In grades 1–5, homework should:

  • Reinforce and allow students to practice skills learned in the classroom
  • Help students develop good study habits and routines
  • Foster positive feelings about school

In grades 6–12, homework should:

  • Reinforce and allow students to practice skills learned in the classroom
  • Prepare students for engagement and discussion during the next lesson
  • Allow students to apply their skills in new and more challenging ways

How Much?

The most often-heard criticism of homework assignments is that they simply take too long. So how much homework should you assign in order to see results for students? Not surprisingly, it varies by grade. Assign 10-20 minutes of homework per night total, starting in first grade, and then add 10 minutes for each additional grade.[ii] Doing more can result in student stress, frustration, and disengagement, particularly in the early grades.

Why are some students not doing the homework?

There are any number of reasons why students may not complete homework, from lack of motivation to lack of content knowledge, but one issue to watch out for as a teacher is the impact of economic disparities on the ability to complete homework.

Multiple studies[iii] have shown that low-income students complete homework less often than students who come from wealthier families. This can lead to increased achievement gaps between students. Students from low-income families may face additional challenges when it comes to completing homework such as lack of access to the internet, lack of access to outside tutors or assistance, and additional jobs or family responsibilities.

While you can’t erase these challenges for your students, you can design homework that takes those issues into account by creating homework that can be done offline, independently, and in a reasonable timeframe.

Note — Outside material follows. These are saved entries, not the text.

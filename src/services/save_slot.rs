//! Single named save slot for the layout.
//!
//! The slot is one JSON file holding `{ "modules": [...], "timestamp": ... }`.
//! Saving overwrites it unconditionally. Loading distinguishes an absent slot
//! from a damaged one, and never touches in-memory state on failure.

use std::fs;
use std::io;
use std::path::{Path, PathBuf};

use chrono::{DateTime, Utc};
use serde::{Deserialize, Serialize};
use thiserror::Error;
use tracing::{debug, info};

use crate::models::{Layout, Module};

/// The persisted record.
#[derive(Debug, Clone, PartialEq, Serialize, Deserialize)]
pub struct SaveRecord {
    /// Modules in layout order
    pub modules: Vec<Module>,
    /// When the record was written
    pub timestamp: DateTime<Utc>,
}

impl SaveRecord {
    /// Snapshots `layout` stamped with `timestamp`.
    #[must_use]
    pub fn new(layout: &Layout, timestamp: DateTime<Utc>) -> Self {
        Self {
            modules: layout.modules().to_vec(),
            timestamp,
        }
    }

    /// Rebuilds the layout verbatim.
    #[must_use]
    pub fn into_layout(self) -> Layout {
        Layout::from_modules(self.modules)
    }
}

/// What a load found in the slot.
#[derive(Debug, Clone, PartialEq)]
pub enum LoadOutcome {
    /// A valid record
    Loaded(SaveRecord),
    /// Nothing has been saved yet
    Empty,
}

/// Failure reading the slot. Current state is left untouched.
#[derive(Debug, Error)]
pub enum LoadError {
    /// The slot exists but could not be read.
    #[error("Failed to read save slot {path}: {source}")]
    Io {
        /// Slot file
        path: PathBuf,
        /// Underlying error
        #[source]
        source: io::Error,
    },
    /// The slot does not hold a valid record.
    #[error("Save slot {path} is malformed: {source}")]
    Malformed {
        /// Slot file
        path: PathBuf,
        /// Parse error
        #[source]
        source: serde_json::Error,
    },
}

/// Failure writing the slot.
#[derive(Debug, Error)]
pub enum SaveError {
    /// Writing, or replacing the previous record, failed.
    #[error("Failed to write save slot {path}: {source}")]
    Io {
        /// Slot file
        path: PathBuf,
        /// Underlying error
        #[source]
        source: io::Error,
    },
    /// The record could not be encoded.
    #[error("Failed to serialize layout: {0}")]
    Serialize(#[from] serde_json::Error),
}

/// A save slot backed by one file.
#[derive(Debug, Clone, PartialEq, Eq)]
pub struct SaveSlot {
    path: PathBuf,
}

impl SaveSlot {
    /// Slot stored at `path`.
    #[must_use]
    pub fn new(path: impl Into<PathBuf>) -> Self {
        Self { path: path.into() }
    }

    /// File backing the slot.
    #[must_use]
    pub fn path(&self) -> &Path {
        &self.path
    }

    /// Whether anything has been saved.
    #[must_use]
    pub fn exists(&self) -> bool {
        self.path.is_file()
    }

    /// Writes `layout` with the current time, replacing any earlier record.
    ///
    /// # Errors
    ///
    /// Returns [`SaveError`] if the record cannot be encoded or written.
    pub fn save(&self, layout: &Layout) -> Result<SaveRecord, SaveError> {
        let record = SaveRecord::new(layout, Utc::now());
        self.write(&record)?;
        Ok(record)
    }

    /// Writes `record` atomically: temp file first, then rename over the slot.
    ///
    /// # Errors
    ///
    /// Returns [`SaveError`] if the record cannot be encoded or written.
    pub fn write(&self, record: &SaveRecord) -> Result<(), SaveError> {
        let content = serde_json::to_string_pretty(record)?;
        let io_err = |source| SaveError::Io {
            path: self.path.clone(),
            source,
        };

        if let Some(parent) = self.path.parent().filter(|p| !p.as_os_str().is_empty()) {
            fs::create_dir_all(parent).map_err(io_err)?;
        }

        let temp_path = self.path.with_extension("json.tmp");
        fs::write(&temp_path, content).map_err(io_err)?;
        fs::rename(&temp_path, &self.path).map_err(io_err)?;

        info!(
            path = %self.path.display(),
            modules = record.modules.len(),
            "layout saved"
        );
        Ok(())
    }

    /// Reads the slot.
    ///
    /// # Errors
    ///
    /// - [`LoadError::Io`] if the file exists but cannot be read
    /// - [`LoadError::Malformed`] if it does not parse as a record
    pub fn load(&self) -> Result<LoadOutcome, LoadError> {
        let content = match fs::read_to_string(&self.path) {
            Ok(content) => content,
            Err(err) if err.kind() == io::ErrorKind::NotFound => {
                debug!(path = %self.path.display(), "save slot is empty");
                return Ok(LoadOutcome::Empty);
            }
            Err(source) => {
                return Err(LoadError::Io {
                    path: self.path.clone(),
                    source,
                })
            }
        };

        let record: SaveRecord =
            serde_json::from_str(&content).map_err(|source| LoadError::Malformed {
                path: self.path.clone(),
                source,
            })?;
        debug!(
            path = %self.path.display(),
            modules = record.modules.len(),
            "save slot read"
        );
        Ok(LoadOutcome::Loaded(record))
    }
}
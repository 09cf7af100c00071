//! Shared CLI plumbing: error type, exit codes and session helpers.

use std::fmt;
use std::path::PathBuf;

use crate::config::Config;
use crate::models::{Layout, ModuleId, ResolveError};
use crate::services::{LoadError, SaveError, SaveSlot, Session, StoreError};

/// Process exit codes.
#[derive(Debug, Clone, Copy, PartialEq, Eq)]
#[repr(i32)]
pub enum ExitCode {
    /// Command completed
    Success = 0,
    /// Bad input: unknown type or id, invalid number, malformed config
    Validation = 1,
    /// Reading or writing the save slot or config failed
    Io = 2,
    /// The edit would overlap another module
    Collision = 3,
}

impl ExitCode {
    /// Numeric code for [`std::process::exit`].
    #[must_use]
    pub const fn code(self) -> i32 {
        self as i32
    }
}

/// Error carried back to `main`, already phrased for the user.
#[derive(Debug, Clone, PartialEq, Eq)]
pub struct CliError {
    message: String,
    exit_code: ExitCode,
}

/// Result alias for CLI handlers.
pub type CliResult<T> = Result<T, CliError>;

impl CliError {
    /// Invalid input.
    pub fn validation(message: impl Into<String>) -> Self {
        Self {
            message: message.into(),
            exit_code: ExitCode::Validation,
        }
    }

    /// File system failure.
    pub fn io(message: impl Into<String>) -> Self {
        Self {
            message: message.into(),
            exit_code: ExitCode::Io,
        }
    }

    /// Rejected placement.
    pub fn collision(message: impl Into<String>) -> Self {
        Self {
            message: message.into(),
            exit_code: ExitCode::Collision,
        }
    }

    /// Message shown to the user.
    #[must_use]
    pub fn message(&self) -> &str {
        &self.message
    }

    /// Exit code for this error.
    #[must_use]
    pub const fn exit_code(&self) -> ExitCode {
        self.exit_code
    }
}

impl fmt::Display for CliError {
    fn fmt(&self, f: &mut fmt::Formatter<'_>) -> fmt::Result {
        f.write_str(&self.message)
    }
}

impl std::error::Error for CliError {}

impl From<StoreError> for CliError {
    fn from(err: StoreError) -> Self {
        match err {
            StoreError::Collision => Self::collision(err.to_string()),
            StoreError::ModuleNotFound(_) | StoreError::InvalidValue(_) => {
                Self::validation(err.to_string())
            }
        }
    }
}

impl From<ResolveError> for CliError {
    fn from(err: ResolveError) -> Self {
        Self::validation(err.to_string())
    }
}

impl From<LoadError> for CliError {
    fn from(err: LoadError) -> Self {
        Self::io(err.to_string())
    }
}

impl From<SaveError> for CliError {
    fn from(err: SaveError) -> Self {
        Self::io(err.to_string())
    }
}

/// Options shared by every command that touches the save slot.
#[derive(Debug, Clone, Default)]
pub struct CliContext {
    /// Explicit slot file from `--slot`
    pub slot: Option<PathBuf>,
}

impl CliContext {
    /// Context with an optional slot override.
    #[must_use]
    pub const fn new(slot: Option<PathBuf>) -> Self {
        Self { slot }
    }

    /// Opens a session over the resolved slot, loading any saved layout.
    pub fn open_session(&self) -> CliResult<Session> {
        let config = Config::load()
            .map_err(|e| CliError::validation(format!("Failed to load configuration: {e:#}")))?;
        let path = match &self.slot {
            Some(path) => path.clone(),
            None => config
                .save_slot_path()
                .map_err(|e| CliError::io(format!("Failed to resolve save slot: {e:#}")))?,
        };
        Ok(Session::open(
            SaveSlot::new(path),
            config.editor.notice_duration(),
        )?)
    }

    /// Runs one edit against the saved layout and writes the result back.
    ///
    /// Nothing is written when `edit` fails, so a rejected command never
    /// changes the slot.
    pub fn edit<T>(&self, edit: impl FnOnce(&mut Session) -> CliResult<T>) -> CliResult<T> {
        let mut session = self.open_session()?;
        let output = edit(&mut session)?;
        session.save()?;
        Ok(output)
    }
}

/// Resolves a full id or unique id prefix against the layout.
pub fn resolve_id(layout: &Layout, id: &str) -> CliResult<ModuleId> {
    Ok(layout.resolve(id)?)
}

/// Prints `value` as compact JSON.
pub fn print_json<T: serde::Serialize>(value: &T) -> CliResult<()> {
    let json = serde_json::to_string(value)
        .map_err(|e| CliError::io(format!("Failed to serialize JSON: {e}")))?;
    println!("{json}");
    Ok(())
}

With those design principles in mind, you increase the opportunity for all your students to complete and benefit from the homework you assign.

The Big Picture

Perhaps most importantly, students benefit from receiving feedback from you, their teacher, on their assignments. Praise or rewards simply for homework completion have little effect on student achievement, but feedback that helps them improve or reinforces strong performance does. Consider keeping this mini-table handy as you design homework:

Credit: Instruction Partners

The act of assigning homework doesn’t automatically raise student achievement, so be a critical consumer of the homework products that come as part of your curriculum. If they assign too much (or too little!) work or reflect some of these common pitfalls, take action to make assignments that better serve your students.


[i] Cooper, H. (2007). The battle over homework (3rd ed.). Thousand Oaks, CA: Corwin Press.

[ii] Cooper, H. (1989a). Homework.White Plains, NY: Longman.

[iii] Horrigan, T. (2015). The numbers behind the broadband ‘homework gap’ and Miami Dade Public Schools. (2009). Literature Review: Homework.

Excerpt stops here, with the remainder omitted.